__Assignment__
Go through the records below and show every line with the string "CreateHighlightRequest".

Collected data:
++++++++++++++++++++

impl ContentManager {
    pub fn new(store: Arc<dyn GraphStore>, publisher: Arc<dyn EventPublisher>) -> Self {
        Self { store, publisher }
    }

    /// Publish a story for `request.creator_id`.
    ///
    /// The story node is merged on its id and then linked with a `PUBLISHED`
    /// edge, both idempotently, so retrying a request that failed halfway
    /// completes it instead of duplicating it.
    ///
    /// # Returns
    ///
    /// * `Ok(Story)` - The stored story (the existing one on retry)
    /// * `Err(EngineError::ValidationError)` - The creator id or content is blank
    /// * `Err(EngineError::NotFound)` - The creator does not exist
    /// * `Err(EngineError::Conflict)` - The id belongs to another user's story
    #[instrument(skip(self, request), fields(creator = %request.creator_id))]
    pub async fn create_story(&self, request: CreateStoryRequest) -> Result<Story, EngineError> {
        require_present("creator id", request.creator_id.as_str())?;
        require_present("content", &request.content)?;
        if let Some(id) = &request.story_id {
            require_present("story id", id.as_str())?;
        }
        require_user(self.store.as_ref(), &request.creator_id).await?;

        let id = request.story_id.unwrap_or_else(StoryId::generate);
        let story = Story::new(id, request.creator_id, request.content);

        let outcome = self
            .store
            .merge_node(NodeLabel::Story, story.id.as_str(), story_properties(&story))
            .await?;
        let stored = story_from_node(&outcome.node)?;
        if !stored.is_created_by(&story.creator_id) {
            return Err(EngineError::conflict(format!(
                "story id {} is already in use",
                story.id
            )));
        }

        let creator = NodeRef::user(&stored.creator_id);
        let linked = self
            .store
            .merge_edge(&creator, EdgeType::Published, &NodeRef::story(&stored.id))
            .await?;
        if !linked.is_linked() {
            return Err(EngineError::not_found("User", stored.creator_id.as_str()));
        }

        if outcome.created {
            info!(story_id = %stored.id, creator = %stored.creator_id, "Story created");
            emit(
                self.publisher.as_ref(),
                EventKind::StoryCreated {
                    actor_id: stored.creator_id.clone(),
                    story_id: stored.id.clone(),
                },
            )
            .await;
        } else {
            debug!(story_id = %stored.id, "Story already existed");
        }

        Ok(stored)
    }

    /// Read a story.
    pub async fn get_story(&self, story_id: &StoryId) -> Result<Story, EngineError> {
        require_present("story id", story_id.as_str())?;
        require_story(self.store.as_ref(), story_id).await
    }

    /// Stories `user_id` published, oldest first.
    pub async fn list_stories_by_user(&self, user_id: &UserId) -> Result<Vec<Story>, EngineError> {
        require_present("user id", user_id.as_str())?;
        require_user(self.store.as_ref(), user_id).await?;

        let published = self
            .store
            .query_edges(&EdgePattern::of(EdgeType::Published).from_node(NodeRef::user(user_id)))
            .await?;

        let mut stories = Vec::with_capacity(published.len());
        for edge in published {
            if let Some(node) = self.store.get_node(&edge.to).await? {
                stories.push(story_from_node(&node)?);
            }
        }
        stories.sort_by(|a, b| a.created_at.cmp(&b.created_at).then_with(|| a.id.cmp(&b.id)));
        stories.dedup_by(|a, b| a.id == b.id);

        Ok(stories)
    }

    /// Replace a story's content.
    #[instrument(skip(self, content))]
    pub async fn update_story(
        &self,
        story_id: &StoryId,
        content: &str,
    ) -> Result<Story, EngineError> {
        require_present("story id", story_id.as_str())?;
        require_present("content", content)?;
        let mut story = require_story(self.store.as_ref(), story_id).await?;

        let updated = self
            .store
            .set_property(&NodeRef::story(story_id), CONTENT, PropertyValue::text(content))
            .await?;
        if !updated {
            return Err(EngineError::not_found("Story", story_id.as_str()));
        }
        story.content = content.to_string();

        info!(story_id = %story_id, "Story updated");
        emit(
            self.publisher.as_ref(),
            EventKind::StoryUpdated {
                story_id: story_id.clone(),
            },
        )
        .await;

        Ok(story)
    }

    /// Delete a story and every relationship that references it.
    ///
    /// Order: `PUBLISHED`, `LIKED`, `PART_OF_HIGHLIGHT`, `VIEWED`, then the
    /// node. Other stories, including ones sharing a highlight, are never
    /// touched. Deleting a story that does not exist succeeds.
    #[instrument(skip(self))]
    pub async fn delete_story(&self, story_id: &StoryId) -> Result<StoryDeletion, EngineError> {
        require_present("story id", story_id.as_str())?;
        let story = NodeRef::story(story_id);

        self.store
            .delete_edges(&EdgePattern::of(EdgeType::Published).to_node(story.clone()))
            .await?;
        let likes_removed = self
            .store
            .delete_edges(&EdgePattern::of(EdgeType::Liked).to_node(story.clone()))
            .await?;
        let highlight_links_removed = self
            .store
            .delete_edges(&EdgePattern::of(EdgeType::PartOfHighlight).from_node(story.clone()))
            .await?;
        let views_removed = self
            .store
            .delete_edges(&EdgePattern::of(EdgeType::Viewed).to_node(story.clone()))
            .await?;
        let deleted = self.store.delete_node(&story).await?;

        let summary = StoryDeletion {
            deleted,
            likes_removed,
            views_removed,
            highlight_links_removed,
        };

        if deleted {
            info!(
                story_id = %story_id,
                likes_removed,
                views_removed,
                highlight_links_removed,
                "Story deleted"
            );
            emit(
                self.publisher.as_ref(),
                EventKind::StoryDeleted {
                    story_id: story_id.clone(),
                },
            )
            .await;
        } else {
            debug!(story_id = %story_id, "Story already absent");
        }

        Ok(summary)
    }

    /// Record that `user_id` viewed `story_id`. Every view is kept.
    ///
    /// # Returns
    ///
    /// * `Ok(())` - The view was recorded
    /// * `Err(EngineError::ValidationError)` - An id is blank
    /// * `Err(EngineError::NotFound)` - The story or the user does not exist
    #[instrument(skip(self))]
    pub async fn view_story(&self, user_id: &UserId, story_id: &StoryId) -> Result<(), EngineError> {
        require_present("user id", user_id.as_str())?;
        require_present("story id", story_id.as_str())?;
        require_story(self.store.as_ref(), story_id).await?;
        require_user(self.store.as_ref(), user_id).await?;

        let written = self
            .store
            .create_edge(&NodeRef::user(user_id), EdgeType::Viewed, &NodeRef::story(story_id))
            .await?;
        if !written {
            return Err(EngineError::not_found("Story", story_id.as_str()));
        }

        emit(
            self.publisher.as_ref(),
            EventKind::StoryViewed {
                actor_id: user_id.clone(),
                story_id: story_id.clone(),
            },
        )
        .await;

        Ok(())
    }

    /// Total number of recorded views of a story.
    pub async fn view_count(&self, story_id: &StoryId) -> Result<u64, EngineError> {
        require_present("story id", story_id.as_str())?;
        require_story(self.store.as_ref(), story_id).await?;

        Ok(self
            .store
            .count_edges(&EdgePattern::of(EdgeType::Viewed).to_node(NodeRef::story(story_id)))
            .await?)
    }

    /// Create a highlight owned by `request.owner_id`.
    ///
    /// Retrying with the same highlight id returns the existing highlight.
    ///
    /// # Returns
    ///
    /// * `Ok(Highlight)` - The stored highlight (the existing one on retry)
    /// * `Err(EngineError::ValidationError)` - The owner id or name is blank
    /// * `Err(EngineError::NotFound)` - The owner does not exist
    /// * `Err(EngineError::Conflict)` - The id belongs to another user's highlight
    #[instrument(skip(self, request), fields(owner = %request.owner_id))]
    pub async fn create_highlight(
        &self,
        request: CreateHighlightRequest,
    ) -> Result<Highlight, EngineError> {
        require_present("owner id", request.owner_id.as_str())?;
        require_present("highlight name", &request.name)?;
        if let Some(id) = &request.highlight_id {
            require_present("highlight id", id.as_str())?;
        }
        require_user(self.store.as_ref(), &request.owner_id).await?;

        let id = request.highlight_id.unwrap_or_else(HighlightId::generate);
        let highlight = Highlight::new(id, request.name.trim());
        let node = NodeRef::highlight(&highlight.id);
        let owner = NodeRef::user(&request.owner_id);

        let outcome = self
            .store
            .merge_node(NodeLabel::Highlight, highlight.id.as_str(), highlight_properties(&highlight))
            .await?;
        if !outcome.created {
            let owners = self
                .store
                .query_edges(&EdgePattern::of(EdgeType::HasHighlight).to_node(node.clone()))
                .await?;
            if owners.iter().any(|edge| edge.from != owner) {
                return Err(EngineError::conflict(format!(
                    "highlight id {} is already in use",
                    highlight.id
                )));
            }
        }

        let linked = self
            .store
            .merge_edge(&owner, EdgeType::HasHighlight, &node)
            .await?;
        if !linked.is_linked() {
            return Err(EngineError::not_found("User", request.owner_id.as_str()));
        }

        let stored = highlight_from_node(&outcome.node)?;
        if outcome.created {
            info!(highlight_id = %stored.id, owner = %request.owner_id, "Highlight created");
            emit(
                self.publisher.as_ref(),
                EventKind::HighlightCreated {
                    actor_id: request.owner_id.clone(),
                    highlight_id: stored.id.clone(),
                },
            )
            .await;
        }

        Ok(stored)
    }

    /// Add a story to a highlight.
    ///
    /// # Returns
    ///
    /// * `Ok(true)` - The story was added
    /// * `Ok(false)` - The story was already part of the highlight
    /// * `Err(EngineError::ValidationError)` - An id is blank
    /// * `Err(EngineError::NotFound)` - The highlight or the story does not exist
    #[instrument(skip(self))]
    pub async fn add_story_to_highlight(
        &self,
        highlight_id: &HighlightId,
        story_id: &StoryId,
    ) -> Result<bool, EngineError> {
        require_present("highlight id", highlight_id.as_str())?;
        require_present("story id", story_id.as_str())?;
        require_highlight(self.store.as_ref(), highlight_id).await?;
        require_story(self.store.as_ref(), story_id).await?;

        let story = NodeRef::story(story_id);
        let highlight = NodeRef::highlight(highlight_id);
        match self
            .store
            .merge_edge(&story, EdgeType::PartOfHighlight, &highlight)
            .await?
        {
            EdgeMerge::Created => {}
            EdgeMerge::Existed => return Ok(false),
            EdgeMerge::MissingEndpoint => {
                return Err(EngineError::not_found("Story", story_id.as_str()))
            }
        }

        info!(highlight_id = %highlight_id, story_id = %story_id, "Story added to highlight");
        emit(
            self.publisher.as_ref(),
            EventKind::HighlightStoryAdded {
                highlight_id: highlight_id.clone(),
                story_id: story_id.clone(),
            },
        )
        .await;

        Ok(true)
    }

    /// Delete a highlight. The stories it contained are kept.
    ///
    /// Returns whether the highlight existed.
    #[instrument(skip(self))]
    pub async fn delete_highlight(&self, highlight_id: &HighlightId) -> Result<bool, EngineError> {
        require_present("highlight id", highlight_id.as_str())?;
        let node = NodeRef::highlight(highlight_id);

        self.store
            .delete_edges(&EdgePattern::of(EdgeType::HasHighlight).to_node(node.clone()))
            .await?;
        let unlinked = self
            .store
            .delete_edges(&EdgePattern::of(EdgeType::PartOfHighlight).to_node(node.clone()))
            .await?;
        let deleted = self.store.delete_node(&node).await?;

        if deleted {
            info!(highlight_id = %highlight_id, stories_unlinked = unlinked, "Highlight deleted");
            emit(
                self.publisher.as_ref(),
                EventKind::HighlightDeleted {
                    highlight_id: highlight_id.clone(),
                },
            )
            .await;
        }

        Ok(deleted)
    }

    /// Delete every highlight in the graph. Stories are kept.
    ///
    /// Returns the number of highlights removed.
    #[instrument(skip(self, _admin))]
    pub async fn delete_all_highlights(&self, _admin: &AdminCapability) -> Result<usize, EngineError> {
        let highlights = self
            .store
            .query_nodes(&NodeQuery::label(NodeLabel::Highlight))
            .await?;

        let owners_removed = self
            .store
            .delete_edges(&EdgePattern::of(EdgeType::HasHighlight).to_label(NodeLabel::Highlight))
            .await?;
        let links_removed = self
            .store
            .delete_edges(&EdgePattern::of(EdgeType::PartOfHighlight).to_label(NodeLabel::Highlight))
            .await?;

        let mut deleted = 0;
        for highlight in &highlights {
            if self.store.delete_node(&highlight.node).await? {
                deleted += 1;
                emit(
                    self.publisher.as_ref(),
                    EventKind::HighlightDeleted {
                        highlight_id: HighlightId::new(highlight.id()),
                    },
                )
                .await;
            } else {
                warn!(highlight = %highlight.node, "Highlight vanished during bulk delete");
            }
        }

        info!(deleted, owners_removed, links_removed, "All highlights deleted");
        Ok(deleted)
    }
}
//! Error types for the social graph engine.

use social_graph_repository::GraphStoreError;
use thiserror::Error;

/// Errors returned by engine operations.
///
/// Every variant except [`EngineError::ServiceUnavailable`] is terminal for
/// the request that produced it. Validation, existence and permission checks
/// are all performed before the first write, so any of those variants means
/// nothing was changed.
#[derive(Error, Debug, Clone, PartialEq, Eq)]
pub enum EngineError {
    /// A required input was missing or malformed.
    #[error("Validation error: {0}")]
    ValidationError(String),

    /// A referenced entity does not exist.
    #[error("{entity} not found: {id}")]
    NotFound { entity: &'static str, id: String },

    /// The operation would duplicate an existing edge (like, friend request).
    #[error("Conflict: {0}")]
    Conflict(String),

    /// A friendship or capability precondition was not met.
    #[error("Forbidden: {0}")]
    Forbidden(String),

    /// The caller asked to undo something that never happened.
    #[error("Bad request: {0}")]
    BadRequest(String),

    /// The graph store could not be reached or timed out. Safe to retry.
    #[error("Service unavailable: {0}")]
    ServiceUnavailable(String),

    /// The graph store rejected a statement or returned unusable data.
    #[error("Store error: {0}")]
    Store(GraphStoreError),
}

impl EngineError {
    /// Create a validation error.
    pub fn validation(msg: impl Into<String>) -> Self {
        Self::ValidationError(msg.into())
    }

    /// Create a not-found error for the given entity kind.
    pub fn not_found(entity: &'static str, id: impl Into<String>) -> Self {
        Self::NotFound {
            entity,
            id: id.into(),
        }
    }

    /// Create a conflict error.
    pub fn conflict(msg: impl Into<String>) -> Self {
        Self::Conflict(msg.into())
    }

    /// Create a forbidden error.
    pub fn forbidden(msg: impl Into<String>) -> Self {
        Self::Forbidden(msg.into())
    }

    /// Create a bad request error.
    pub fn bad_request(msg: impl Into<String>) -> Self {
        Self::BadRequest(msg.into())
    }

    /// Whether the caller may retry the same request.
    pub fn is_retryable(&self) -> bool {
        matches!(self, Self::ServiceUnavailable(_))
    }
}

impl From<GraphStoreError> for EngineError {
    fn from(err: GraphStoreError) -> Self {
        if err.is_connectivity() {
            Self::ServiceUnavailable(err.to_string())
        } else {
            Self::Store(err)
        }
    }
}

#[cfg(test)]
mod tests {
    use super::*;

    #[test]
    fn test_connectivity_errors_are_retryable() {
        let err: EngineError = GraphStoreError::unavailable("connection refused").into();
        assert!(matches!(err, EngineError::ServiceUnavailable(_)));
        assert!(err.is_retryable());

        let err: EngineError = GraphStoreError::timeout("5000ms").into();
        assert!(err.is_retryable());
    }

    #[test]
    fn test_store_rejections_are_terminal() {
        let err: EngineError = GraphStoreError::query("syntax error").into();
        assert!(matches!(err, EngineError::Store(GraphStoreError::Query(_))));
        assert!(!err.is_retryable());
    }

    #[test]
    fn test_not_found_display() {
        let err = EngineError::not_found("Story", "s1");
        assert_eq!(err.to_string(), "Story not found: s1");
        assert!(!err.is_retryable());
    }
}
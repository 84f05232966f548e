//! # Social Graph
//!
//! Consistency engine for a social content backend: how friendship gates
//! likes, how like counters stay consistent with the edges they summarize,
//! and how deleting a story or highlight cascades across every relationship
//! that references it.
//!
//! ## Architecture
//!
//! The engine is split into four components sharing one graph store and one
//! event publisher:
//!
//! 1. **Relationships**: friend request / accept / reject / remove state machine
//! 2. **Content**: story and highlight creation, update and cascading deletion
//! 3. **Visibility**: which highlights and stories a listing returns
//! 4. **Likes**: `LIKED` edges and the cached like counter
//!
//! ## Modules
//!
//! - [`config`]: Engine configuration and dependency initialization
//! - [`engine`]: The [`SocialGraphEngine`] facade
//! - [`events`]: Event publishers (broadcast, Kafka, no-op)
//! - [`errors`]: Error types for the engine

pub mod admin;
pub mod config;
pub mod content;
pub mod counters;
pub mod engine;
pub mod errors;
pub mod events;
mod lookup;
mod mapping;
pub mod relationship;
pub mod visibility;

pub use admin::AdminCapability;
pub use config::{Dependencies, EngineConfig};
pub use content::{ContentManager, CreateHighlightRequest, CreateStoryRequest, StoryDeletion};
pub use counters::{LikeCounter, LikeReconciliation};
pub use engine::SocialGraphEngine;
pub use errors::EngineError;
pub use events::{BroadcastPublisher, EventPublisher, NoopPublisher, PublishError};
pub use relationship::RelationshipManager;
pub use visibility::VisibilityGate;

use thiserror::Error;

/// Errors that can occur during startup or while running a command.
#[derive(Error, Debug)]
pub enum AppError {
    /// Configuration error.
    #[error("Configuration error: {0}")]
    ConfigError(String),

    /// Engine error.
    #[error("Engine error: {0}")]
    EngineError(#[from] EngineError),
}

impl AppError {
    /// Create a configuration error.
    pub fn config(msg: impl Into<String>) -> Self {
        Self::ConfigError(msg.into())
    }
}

++++++++++++++++++++

__Solved problem__
        request: CreateHighlightRequest,
pub use content::{ContentManager, CreateHighlightRequest, CreateStoryRequest, StoryDeletion};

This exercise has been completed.